A route is only considered if it can actually run: your key exists for that provider and allows that model (BYOK), or an approved managed account covers it (wallet). Managed attempts reserve their estimated cost from your prepaid balance before the provider is called and settle to the actual bill after — an under-funded fallback never blocks a funded route, and a zero balance stops requests instead of going negative.

3. Ranking what's left

Surviving routes are scored by the profile you chose. Think of the profiles as a cost-quality tradeoff slider: Cheapest saves hardest, Premium protects quality first, and Balanced is the default middle. The exact default weights:

ProfileCostLatencyQualityReliabilityTask-completionCachePrivacy
Cheapest.60.10.10.15.05
Fastest.15.50.10.20.05
Balanced (default).30.20.20.15.10.03.02
Premium.10.15.40.20.10.05

Cost uses the full estimated request (input + cached + output tokens at that endpoint's rate) — not just the output price. You can set custom weights per account, workspace, project, key, or request, or skip ranking entirely by pinning an exact model and provider.
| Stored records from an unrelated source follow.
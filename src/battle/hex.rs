//! Hex coordinate system (cube coordinates, pointy-top layout)
//!
//! Every coordinate produced here keeps `q + r + s == 0`. Callers are
//! expected to pass well-formed coordinates in; nothing in this module fails.

use std::fmt;
use std::ops::{Add, Mul, Neg, Sub};

use glam::DVec2;
use serde::{Deserialize, Serialize};

/// Screen-space point, in the same units as the layout's cell size
pub type PixelCoord = DVec2;

const SQRT_3: f64 = 1.732_050_807_568_877_2;

/// Cube hex coordinate
#[derive(
    Debug, Clone, Copy, PartialEq, Eq, Hash, PartialOrd, Ord, Serialize, Deserialize, Default,
)]
pub struct CubeCoord {
    pub q: i32,
    pub r: i32,
    pub s: i32,
}

impl CubeCoord {
    pub const ORIGIN: CubeCoord = CubeCoord { q: 0, r: 0, s: 0 };

    pub fn new(q: i32, r: i32, s: i32) -> Self {
        debug_assert_eq!(q + r + s, 0, "cube coordinate must satisfy q + r + s = 0");
        Self { q, r, s }
    }

    /// Build from the two independent axes, deriving `s`
    pub fn from_qr(q: i32, r: i32) -> Self {
        Self { q, r, s: -q - r }
    }

    pub fn is_valid(&self) -> bool {
        self.q + self.r + self.s == 0
    }

    pub fn scale(&self, k: i32) -> Self {
        Self {
            q: self.q * k,
            r: self.r * k,
            s: self.s * k,
        }
    }

    /// Unit offset for a direction
    pub fn direction(direction: HexDirection) -> Self {
        direction.offset()
    }

    pub fn neighbor(&self, direction: HexDirection) -> Self {
        *self + direction.offset()
    }

    /// All 6 neighbors, in `HexDirection::all()` order
    pub fn neighbors(&self) -> [CubeCoord; 6] {
        HexDirection::all().map(|dir| self.neighbor(dir))
    }

    /// Hex distance: max(|dq|, |dr|, |ds|)
    pub fn distance(&self, other: &Self) -> u32 {
        (*self - *other).length()
    }

    /// Distance from the origin
    pub fn length(&self) -> u32 {
        self.q
            .unsigned_abs()
            .max(self.r.unsigned_abs())
            .max(self.s.unsigned_abs())
    }

    /// All hexes within `range` of this one (inclusive), q-major order
    pub fn hexes_in_range(&self, range: u32) -> Vec<CubeCoord> {
        let range = range as i32;
        let mut results = Vec::new();
        for q in -range..=range {
            for r in (-range).max(-q - range)..=range.min(-q + range) {
                results.push(*self + CubeCoord::from_qr(q, r));
            }
        }
        results
    }

    pub fn to_axial(&self) -> AxialCoord {
        AxialCoord {
            q: self.q,
            r: self.r,
        }
    }

    /// Odd-row offset coordinate (odd rows shoved right)
    pub fn to_offset(&self) -> OffsetCoord {
        OffsetCoord {
            col: self.q + (self.r - (self.r & 1)) / 2,
            row: self.r,
        }
    }

    pub fn from_offset(hex: OffsetCoord) -> Self {
        let q = hex.col - (hex.row - (hex.row & 1)) / 2;
        Self::from_qr(q, hex.row)
    }
}

impl fmt::Display for CubeCoord {
    fn fmt(&self, f: &mut fmt::Formatter<'_>) -> fmt::Result {
        write!(f, "({}, {}, {})", self.q, self.r, self.s)
    }
}

impl Add for CubeCoord {
    type Output = CubeCoord;

    fn add(self, rhs: CubeCoord) -> Self::Output {
        CubeCoord {
            q: self.q + rhs.q,
            r: self.r + rhs.r,
            s: self.s + rhs.s,
        }
    }
}

impl Sub for CubeCoord {
    type Output = CubeCoord;

    fn sub(self, rhs: CubeCoord) -> Self::Output {
        CubeCoord {
            q: self.q - rhs.q,
            r: self.r - rhs.r,
            s: self.s - rhs.s,
        }
    }
}

impl Mul<i32> for CubeCoord {
    type Output = CubeCoord;

    fn mul(self, k: i32) -> Self::Output {
        self.scale(k)
    }
}

impl Neg for CubeCoord {
    type Output = CubeCoord;

    fn neg(self) -> Self::Output {
        self.scale(-1)
    }
}

/// Axial coordinate (cube with `s` dropped)
#[derive(Debug, Clone, Copy, PartialEq, Eq, Hash, Serialize, Deserialize, Default)]
pub struct AxialCoord {
    pub q: i32,
    pub r: i32,
}

impl From<AxialCoord> for CubeCoord {
    fn from(axial: AxialCoord) -> Self {
        CubeCoord::from_qr(axial.q, axial.r)
    }
}

impl From<CubeCoord> for AxialCoord {
    fn from(cube: CubeCoord) -> Self {
        cube.to_axial()
    }
}

/// Offset (column, row) coordinate
#[derive(Debug, Clone, Copy, PartialEq, Eq, Hash, Serialize, Deserialize, Default)]
pub struct OffsetCoord {
    pub col: i32,
    pub row: i32,
}

/// Unrounded cube coordinate, as produced by pixel conversion
#[derive(Debug, Clone, Copy, PartialEq, Default)]
pub struct FractionalCube {
    pub q: f64,
    pub r: f64,
    pub s: f64,
}

impl FractionalCube {
    pub fn new(q: f64, r: f64, s: f64) -> Self {
        Self { q, r, s }
    }

    /// Round to the nearest hex. The component with the largest rounding
    /// error is recomputed from the other two.
    pub fn round(&self) -> CubeCoord {
        let mut q = self.q.round();
        let mut r = self.r.round();
        let mut s = self.s.round();

        let q_diff = (q - self.q).abs();
        let r_diff = (r - self.r).abs();
        let s_diff = (s - self.s).abs();

        if q_diff > r_diff && q_diff > s_diff {
            q = -r - s;
        } else if r_diff > s_diff {
            r = -q - s;
        } else {
            s = -q - r;
        }

        CubeCoord {
            q: q as i32,
            r: r as i32,
            s: s as i32,
        }
    }
}

impl From<CubeCoord> for FractionalCube {
    fn from(hex: CubeCoord) -> Self {
        Self::new(hex.q as f64, hex.r as f64, hex.s as f64)
    }
}

/// Direction enum for the six hex neighbors
#[derive(Debug, Clone, Copy, PartialEq, Eq, Hash, Serialize, Deserialize, Default)]
pub enum HexDirection {
    #[default]
    East,
    NorthEast,
    NorthWest,
    West,
    SouthWest,
    SouthEast,
}

impl HexDirection {
    /// Get the cube offset for this direction
    pub fn offset(&self) -> CubeCoord {
        match self {
            HexDirection::East => CubeCoord { q: 1, r: 0, s: -1 },
            HexDirection::NorthEast => CubeCoord { q: 1, r: -1, s: 0 },
            HexDirection::NorthWest => CubeCoord { q: 0, r: -1, s: 1 },
            HexDirection::West => CubeCoord { q: -1, r: 0, s: 1 },
            HexDirection::SouthWest => CubeCoord { q: -1, r: 1, s: 0 },
            HexDirection::SouthEast => CubeCoord { q: 0, r: 1, s: -1 },
        }
    }

    /// Direction by table index (0 = East, counter-clockwise)
    pub fn from_index(index: usize) -> Option<Self> {
        Self::all().get(index).copied()
    }

    /// Get opposite direction
    pub fn opposite(&self) -> Self {
        match self {
            HexDirection::East => HexDirection::West,
            HexDirection::NorthEast => HexDirection::SouthWest,
            HexDirection::NorthWest => HexDirection::SouthEast,
            HexDirection::West => HexDirection::East,
            HexDirection::SouthWest => HexDirection::NorthEast,
            HexDirection::SouthEast => HexDirection::NorthWest,
        }
    }

    /// All directions
    pub fn all() -> [HexDirection; 6] {
        [
            HexDirection::East,
            HexDirection::NorthEast,
            HexDirection::NorthWest,
            HexDirection::West,
            HexDirection::SouthWest,
            HexDirection::SouthEast,
        ]
    }
}

/// Forward and inverse matrices for a hex orientation
#[derive(Debug, Clone, Copy, PartialEq)]
pub struct Orientation {
    pub f0: f64,
    pub f1: f64,
    pub f2: f64,
    pub f3: f64,
    pub b0: f64,
    pub b1: f64,
    pub b2: f64,
    pub b3: f64,
    pub start_angle: f64,
}

pub const POINTY_TOP: Orientation = Orientation {
    f0: SQRT_3,
    f1: SQRT_3 / 2.0,
    f2: 0.0,
    f3: 3.0 / 2.0,
    b0: SQRT_3 / 3.0,
    b1: -1.0 / 3.0,
    b2: 0.0,
    b3: 2.0 / 3.0,
    start_angle: 0.5,
};

/// Pixel projection for a board, centered on the origin hex
#[derive(Debug, Clone, Copy, PartialEq)]
pub struct HexLayout {
    pub size: f64,
    pub orientation: Orientation,
}

impl HexLayout {
    pub fn new(size: f64) -> Self {
        Self {
            size,
            orientation: POINTY_TOP,
        }
    }

    /// Center of a hex in pixel space
    pub fn hex_to_pixel(&self, hex: CubeCoord) -> PixelCoord {
        let m = &self.orientation;
        let (q, r) = (hex.q as f64, hex.r as f64);
        DVec2::new(
            self.size * (m.f0 * q + m.f1 * r),
            self.size * (m.f2 * q + m.f3 * r),
        )
    }

    /// Unrounded hex under a pixel
    pub fn pixel_to_fractional(&self, point: PixelCoord) -> FractionalCube {
        let m = &self.orientation;
        let q = (m.b0 * point.x + m.b1 * point.y) / self.size;
        let r = (m.b2 * point.x + m.b3 * point.y) / self.size;
        FractionalCube::new(q, r, -q - r)
    }

    /// Hex containing a pixel
    pub fn pixel_to_hex(&self, point: PixelCoord) -> CubeCoord {
        self.pixel_to_fractional(point).round()
    }

    pub fn hex_width(&self) -> f64 {
        self.size * 2.0
    }

    pub fn hex_height(&self) -> f64 {
        SQRT_3 * self.size
    }
}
The bare auto and auto/smart lanes are different from WebikAI's benchmark-ranked lanes: when your provider policy allows an OpenRouter route and you have an eligible OpenRouter key, they pass the request to openrouter/auto. WebikAI still applies your provider, data-policy, budget, and receipt rules around that call, but the task-difficulty choice comes from OpenRouter's smart router. Use auto/code, auto/cheap, or auto/frontier when you want WebikAI's explainable lane ranking instead.

4. Fallbacks and session routing

If the chosen provider errors or times out, we try the next eligible route and mark the response x-webik-fallback: true. Within a conversation (send x-webik-session-id) we pin the served route so agents keep consistent behavior and prompt-cache hits — unless it fails, regresses, or your policy changes. That makes WebikAI a session router for agents, not just a per-call price sorter.

5. Where the quality scores come from (and their limits)

Two sources. Probes: deterministic test suites (JSON extraction, schema output, exact-answer math, tool-call formation, deterministic coding tasks) run daily against every endpoint at temperature 0, scored pass/fail, published with sample sizes and confidence intervals. Real traffic: rolling error rates, latency, and structured-output failure rates from actual requests through the gateway. A provider whose scores regress against its own trailing history is ranked lower automatically.

What we don't claim. Provider-quality measurement is empirical and relative, not absolute: we can't see inside a provider, differences for mature models are often small, and our probe suites can miss subtle degradation — that's why the score is labeled beta, why we show sample sizes, and why you can always pin providers or set a minimum quantization for OpenRouter routes yourself. When we route through OpenRouter, the inner provider choice combines your constraints (only/ignore lists, zero-retention, quantization floor) with OpenRouter's own quality signals. And our quality system measures whether providers complete legitimate professional work — it is not, and will never be, a tool for ranking providers by willingness to bypass safety policies.

6. Every response carries its receipt

x-webik-request-id · x-webik-model (what actually served it) · x-webik-provider · x-webik-credential (byok/managed) · x-webik-fallback. The dashboard shows the same per request, with the routing reason and estimated vs. actual cost.

7. What it costs

BYOK traffic is never marked up — you pay your provider directly; our fee is the subscription. Managed traffic is provider cost + your plan's published markup (table on the pricing page). If a provider's price feed is missing or invalid, that endpoint is not billable on the wallet at all — it stays BYOK-only until a human verifies the rate. The managed markup funds the governance layer — per-client isolation, rebilling reports, enforced policy, and quality monitoring; pure token access is always cheaper via BYOK, on purpose.